Begin at the first line of the records below and, please, give each line again exactly until the line with "use anyhow::Result;" is included.
Top of Exercise material
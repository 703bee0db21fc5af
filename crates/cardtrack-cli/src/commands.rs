use super::args::{Cli, Commands, ConfigCommand, SettingsCommand, UserCommand};
use super::handlers::settings::FormEdits;
use super::handlers::{self, HandlerContext, Workspace};
use crate::logging;
use anyhow::Result;
use cardtrack_core::resolve_workspace_path;
use std::future::Future;

pub fn run(cli: Cli) -> Result<()> {
    logging::init(cli.log_level);

    let data_dir = resolve_workspace_path(cli.data_dir.as_deref())?;
    let workspace = Workspace::open(data_dir, cli.backend_url.as_deref(), cli.host_file)?;
    let ctx = HandlerContext::new(cli.format);

    match cli.command {
        Commands::Badges {
            board,
            card,
            list,
            member,
        } => block_on(handlers::badges::handle(
            &workspace, &ctx, board, card, list, member,
        )),

        Commands::Show { card, url } => {
            block_on(handlers::show::handle(&workspace, &ctx, card, url))
        }

        Commands::Lists { board } => block_on(handlers::lists::handle(&workspace, &ctx, board)),

        Commands::Cards {
            created_after,
            card_id,
        } => block_on(handlers::cards::handle(&workspace, &ctx, created_after, card_id)),

        Commands::Export { card, kind, output } => {
            block_on(handlers::export::handle(&workspace, &ctx, card, kind, output))
        }

        Commands::Settings { command } => match command {
            SettingsCommand::Show { board } => handlers::settings::show(&workspace, &ctx, board),
            SettingsCommand::Set { scope, key, value } => {
                handlers::settings::set(&workspace, &ctx, scope.scope(), key, value)
            }
            SettingsCommand::Get { scope, key } => {
                handlers::settings::get(&workspace, &ctx, scope.scope(), key)
            }
            SettingsCommand::Unset { scope, key } => {
                handlers::settings::unset(&workspace, &ctx, scope.scope(), key)
            }
            SettingsCommand::Lists { board, ids } => {
                handlers::settings::lists(&workspace, &ctx, board, ids)
            }
            SettingsCommand::Form {
                board,
                enable,
                disable,
                color,
                select,
                save,
            } => {
                let edits = FormEdits {
                    enable,
                    disable,
                    colors: color,
                    select,
                };
                block_on(handlers::settings::form(&workspace, &ctx, board, edits, save))
            }
        },

        Commands::User { command } => match command {
            UserCommand::Show { username } => {
                block_on(handlers::user::show(&workspace, &ctx, username))
            }
            UserCommand::Upload { username, board } => {
                block_on(handlers::user::upload(&workspace, &ctx, username, board))
            }
        },

        Commands::Resize {
            frame,
            start,
            delta,
        } => handlers::resize::handle(&workspace, &ctx, frame, start, delta),

        Commands::Config { command } => match command {
            ConfigCommand::Show => handlers::config::show(&workspace, &ctx),
            ConfigCommand::Set { key, value } => {
                handlers::config::set(&workspace, &ctx, key, value)
            }
        },
    }
}

fn block_on<F>(future: F) -> Result<()>
where
    F: Future<Output = Result<()>>,
{
    let runtime = tokio::runtime::Builder::new_multi_thread()
        .enable_all()
        .build()?;
    runtime.block_on(future)
}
Bottom of Exercise material
- [Completed exercise]:
repository 703bee0db21fc5af
filename crates/cardtrack-cli/src/commands.rs
use super::args::{Cli, Commands, ConfigCommand, SettingsCommand, UserCommand};
use super::handlers::settings::FormEdits;
use super::handlers::{self, HandlerContext, Workspace};
use crate::logging;
use anyhow::Result;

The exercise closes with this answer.